In occasione del primo incontro, si sono evidenziate le significative differenze di genere che si osservano nella frequenza, nei sintomi, nella gravità e nella risposta ai farmaci in termini di efficacia e sicurezza, di moltissime malattie nelle diverse specialità. Le donne ad esempio hanno una percezione piuttosto bassa del rischio cardiovascolare e tendono a sottovalutare i sintomi: presentano manifestazioni cliniche di difficile diagnosi, tendono ad avere maggiori complicanze e peggiori prognosi, utilizzano farmaci studiati su campioni prevalentemente maschili, poiché soprattutto nella fase di sviluppo di un farmaco bisogna tener conto della vita riproduttiva e delle comorbilità che rendono la donna un soggetto più problematico.

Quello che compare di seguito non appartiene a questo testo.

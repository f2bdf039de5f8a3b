//! Stepper driver implementations

pub mod stall;
pub mod step_dir;

pub use stall::{DiagPin, NoStallGuard, StallInput};
pub use step_dir::StepDirAxis;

<Ci sono differenze di genere anche nella manifestazione e nell’esito delle varie patologie cardiovascolari>, puntualizza Battistina Castiglioni, Direttore Dipartimento Cardiolovascolare – presidio di Tradate ASST – Sette Laghi. <E’ più probabile che l’infarto miocardico non sia riconosciuto nelle donne rispetto agli uomini (34% vs. 27%), ma è più frequente che nelle donne (80%) l’angina pectoris non sia complicata, mentre negli uomini l’angina tende a evolvere verso l’infarto (66%) e la morte improvvisa è più frequente negli uomini rispetto alle donne (50% vs 39%). A queste differenze si associano le difficoltà diagnostiche legate spesso alla diversa presentazione clinica delle patologie cardiovascolari nella donna, oltre alla scarsa consapevolezza sia da parte dei medici che delle pazienti, della specificità della malattia cardiovascolare nel sesso femminile>.

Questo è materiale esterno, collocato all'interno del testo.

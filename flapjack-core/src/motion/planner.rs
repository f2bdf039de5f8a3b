//! Step-rate planner for acceleration/deceleration profiles
//!
//! Produces a trapezoidal (or triangular, for short moves) velocity profile
//! in integer math, one step at a time. The driver asks for the interval
//! until the next step, emits the pulse when it is due, and reports it back
//! with [`StepPlanner::on_step`].

use crate::config::{AxisConfig, AXIS_ACCEL_LIMIT, AXIS_SPEED_LIMIT};

use super::Direction;

/// Fixed-point scale for step rates (milli-steps per second)
const RATE_SCALE: u64 = 1000;

/// Current motion state
#[derive(Debug, Clone, Copy, PartialEq, Eq)]
#[cfg_attr(feature = "defmt", derive(defmt::Format))]
pub enum MotionState {
    /// At target, no pulses pending
    Stopped,
    /// Ramping toward max speed
    Accelerating,
    /// At max speed
    AtSpeed,
    /// Braking toward the target
    Decelerating,
}

/// Trapezoidal step planner for one axis
#[derive(Debug, Clone)]
pub struct StepPlanner {
    /// Current position in steps
    position: i32,
    /// Target position in steps
    target: i32,
    /// Current step rate (steps/s × 1000)
    rate_x1000: u64,
    /// Maximum step rate (steps/s)
    max_speed_sps: u32,
    /// Acceleration (steps/s²)
    accel_sps2: u32,
    /// Rate of the first step of a move (steps/s)
    start_speed_sps: u32,
    /// Current motion state
    state: MotionState,
}

impl StepPlanner {
    /// Create a planner at position zero
    pub fn new(max_speed_sps: u32, accel_sps2: u32) -> Self {
        let max_speed_sps = max_speed_sps.clamp(1, AXIS_SPEED_LIMIT);
        let accel_sps2 = accel_sps2.clamp(1, AXIS_ACCEL_LIMIT);
        // Speed reached after a single step from standstill: v = sqrt(2a)
        let start_speed_sps = isqrt(2 * accel_sps2 as u64).clamp(1, max_speed_sps as u64) as u32;

        Self {
            position: 0,
            target: 0,
            rate_x1000: 0,
            max_speed_sps,
            accel_sps2,
            start_speed_sps,
            state: MotionState::Stopped,
        }
    }

    /// Create a planner from an axis configuration
    pub fn from_config(config: &AxisConfig) -> Self {
        Self::new(config.max_speed_sps, config.accel_sps2)
    }

    /// Set an absolute target position
    ///
    /// Reversing mid-move restarts the ramp from the start speed.
    pub fn set_target(&mut self, target: i32) {
        let reversing = match (self.direction(), direction_between(self.position, target)) {
            (Some(current), Some(next)) => current != next,
            _ => false,
        };

        self.target = target;

        if self.position == target {
            self.halt();
            return;
        }

        if self.rate_x1000 == 0 || reversing {
            self.rate_x1000 = self.start_speed_sps as u64 * RATE_SCALE;
        }
        self.update_state();
    }

    /// Drop back to the start speed, keeping the target
    ///
    /// Used when steps could not be emitted on time: a motor that stood
    /// still has to ramp up again.
    pub fn restart_ramp(&mut self) {
        if !self.is_moving() {
            return;
        }
        self.rate_x1000 = self.start_speed_sps as u64 * RATE_SCALE;
        self.update_state();
    }

    /// Stop immediately, keeping the current position
    pub fn stop(&mut self) {
        self.target = self.position;
        self.halt();
    }

    /// Get the current position
    pub fn position(&self) -> i32 {
        self.position
    }

    /// Get the target position
    pub fn target(&self) -> i32 {
        self.target
    }

    /// Get the current motion state
    pub fn state(&self) -> MotionState {
        self.state
    }

    /// Check if steps are still pending
    pub fn is_moving(&self) -> bool {
        self.position != self.target
    }

    /// Get the current step rate in whole steps/s
    pub fn speed_sps(&self) -> u32 {
        (self.rate_x1000 / RATE_SCALE) as u32
    }

    /// Direction of the next step, if any
    pub fn direction(&self) -> Option<Direction> {
        direction_between(self.position, self.target)
    }

    /// Steps left until the target
    pub fn remaining(&self) -> u32 {
        self.position.abs_diff(self.target)
    }

    /// Microseconds between the previous step and the next one
    ///
    /// Returns `None` when the axis is at its target.
    pub fn step_interval_us(&self) -> Option<u32> {
        if !self.is_moving() || self.rate_x1000 == 0 {
            return None;
        }
        Some((1_000_000 * RATE_SCALE / self.rate_x1000) as u32)
    }

    /// Record that one step was emitted toward the target
    ///
    /// Returns the new position.
    pub fn on_step(&mut self) -> i32 {
        let Some(dir) = self.direction() else {
            return self.position;
        };

        self.position += dir.delta();

        if !self.is_moving() {
            self.halt();
            return self.position;
        }

        // One step at rate v takes 1/v seconds, so the rate changes by a/v
        let delta_x1000 =
            (self.accel_sps2 as u64 * RATE_SCALE * RATE_SCALE / self.rate_x1000.max(1)).max(1);
        let max_x1000 = self.max_speed_sps as u64 * RATE_SCALE;
        let min_x1000 = self.start_speed_sps as u64 * RATE_SCALE;

        if self.remaining() as u64 <= self.braking_distance() {
            self.rate_x1000 = self.rate_x1000.saturating_sub(delta_x1000).max(min_x1000);
        } else {
            self.rate_x1000 = (self.rate_x1000 + delta_x1000).min(max_x1000);
        }

        self.update_state();
        self.position
    }

    /// Steps needed to brake from the current rate: v² / 2a
    fn braking_distance(&self) -> u64 {
        self.rate_x1000 * self.rate_x1000 / (2 * self.accel_sps2 as u64 * RATE_SCALE * RATE_SCALE)
    }

    fn halt(&mut self) {
        self.rate_x1000 = 0;
        self.state = MotionState::Stopped;
    }

    fn update_state(&mut self) {
        let max_x1000 = self.max_speed_sps as u64 * RATE_SCALE;

        self.state = if !self.is_moving() {
            MotionState::Stopped
        } else if self.remaining() as u64 <= self.braking_distance() {
            MotionState::Decelerating
        } else if self.rate_x1000 >= max_x1000 {
            MotionState::AtSpeed
        } else {
            MotionState::Accelerating
        };
    }
}

fn direction_between(from: i32, to: i32) -> Option<Direction> {
    match to.cmp(&from) {
        core::cmp::Ordering::Greater => Some(Direction::Forward),
        core::cmp::Ordering::Less => Some(Direction::Reverse),
        core::cmp::Ordering::Equal => None,
    }
}

/// Integer square root (floor)
fn isqrt(n: u64) -> u64 {
    if n < 2 {
        return n;
    }
    let mut x = n;
    let mut y = (x + 1) / 2;
    while y < x {
        x = y;
        y = (x + n / x) / 2;
    }
    x
}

Anche l’ictus nelle donne rappresenta un problema grave, a lungo trascurato, nonostante la patologia cerebrovascolare acuta sia la terza causa di morte nel sesso femminile (nell’uomo è la quinta) e 1 donna su 5 vada incontro nel corso della sua vita a un ictus, tanto che si prevede che nel 2050 la mortalità per ictus sarà il 30% più alta nel sesso femminile, a causa della maggiore longevità. In Italia nel 2019 l’aspettativa di vita era di 85.4 anni nelle donne e di 81.1 negli uomini. <Le donne sono anche più esposte a un maggior rischio di diagnosi errata e di ritardato riconoscimento dei sintomi dell’ictus, che riduce la probabilità di usufruire degli interventi di ricanalizzazione sistemica e/o endovascolare in grado di modificare la prognosi>, aggiunge Anna Cavallini, Direttore Unità Complessa Neurologia d’Urgenza e Stroke Unit presso l’IRCCS Fondazione Mondino di Pavia. <Purtroppo esiste ancora un’importante barriera nella comprensione dell’ictus nel sesso femminile, dei suoi effetti e dei possibili interventi terapeutici, sia in fase acuta che cronica, la cui causa va ricercata nella scarsa rappresentatività delle donne negli studi clinici>. Per quanto riguarda le terapie, l’utilizzo di nuovi farmaci anticoagulanti orali (edoxaban), che rispetto agli antagonisti della vitamina K sono associati a una ridotta incidenza di emorragie intracraniche, si è dimostrato invece particolarmente sicuro e di beneficio nel sesso femminile.